What for? I needed this to send text-only faxes through Twilio's Fax API, which required a PDF link.
Why pdfmake? Why not puppeteer on a server/lambda that renders any webpage into PDF? pdfmake's layout language has much more features for paged documents, and I don't need the fancy stuff html+css+js affords. pdfmake has tables and columns and good font support. Having worked with html to print layout I know how much of a pain in the ass it is.
On to the documentation
First of all pdfmake is, I believe a wrapper around pdfkit. pdfkit does not have any convenient features to generate documents other than one-column stuff. pdfmake can do tons, but an API doc is non-existence.

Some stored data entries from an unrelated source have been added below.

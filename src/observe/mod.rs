
                    /*\
<<<<>>>><<>><><<>><<<*>>><<>><><<>><<<<>>>>
                Capabilities
<<<<>>>><<>><><<>><<<*>>><<>><><<>><<<<>>>>
                    \*/
use {crate::chain::Chain, std::sync::Arc};

pub(crate) type Handler<V> = Arc<dyn Fn(&V) + Send + Sync>;

/// A type that can act as a chain root.
///
/// Sources are cheap cloneable handles over shared state; cloning a source
/// clones the handle, not the subscriber list.
pub trait Source: Clone + Send + Sync + 'static {
    type Value: Clone + Send + Sync + 'static;

    /// The fan-out this source dispatches through.
    fn broadcast(&self) -> Broadcast<Self::Value>;

    /// The value delivered once to a subscription finalized with `sync()`.
    /// Push-only sources return `None`; [`Fetchable`] sources must return
    /// their current value here as well.
    fn replay_value(&self) -> Option<Self::Value> {
        None
    }

    fn chain(&self) -> Chain<Self::Value, Self> {
        Chain::begin(self)
    }
}

//<<<<>>>><<>><><<>><<<*>>><<>><><<>><<<<>>>>

/// A source that can produce its current value on demand. Enables
/// `Chain::sync` and the caching `Chain::suspend` operator.
pub trait Fetchable: Source {
    fn fetched_value(&self) -> Option<Self::Value>;
}

//<<<<>>>><<>><><<>><<<*>>><<>><><<>><<<<>>>>

/// A terminal or side-effect receiver a chain can forward into.
pub trait Sink: Clone + Send + Sync + 'static {
    type Value;

    fn receive(&self, value: &Self::Value);
}

//<<<<>>>><<>><><<>><<<*>>><<>><><<>><<<<>>>>

pub mod broadcast;
pub mod channel;
pub mod observer;

pub use {
    broadcast::{Broadcast, WeakBroadcast},
    channel::{
        queue_channel, set_channel, singleton_channel, ChannelData, ChannelReceiver, ChannelSender,
    },
    observer::{Observer, ObserverPool},
};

The best place to discover features and usage is the README and the Playground. Neither is comprehensive.
The docs also assume browser usage. Server side is VERY different. Here's what I gathered from various Github Issues and past experience with pdfkit, which also does not have a comprehensive documentation. This script creates a pdf as binary, which you can send directly to client.
You need to download Roboto fonts from google fonts and place it in the project folder of your script, then reference them in the fonts object in the code below.
Roboto is the default font used, so if you produce a pdf document without specifying any font, that's what it will use. So having Roboto avoids all bugs caused by not having a fallback font.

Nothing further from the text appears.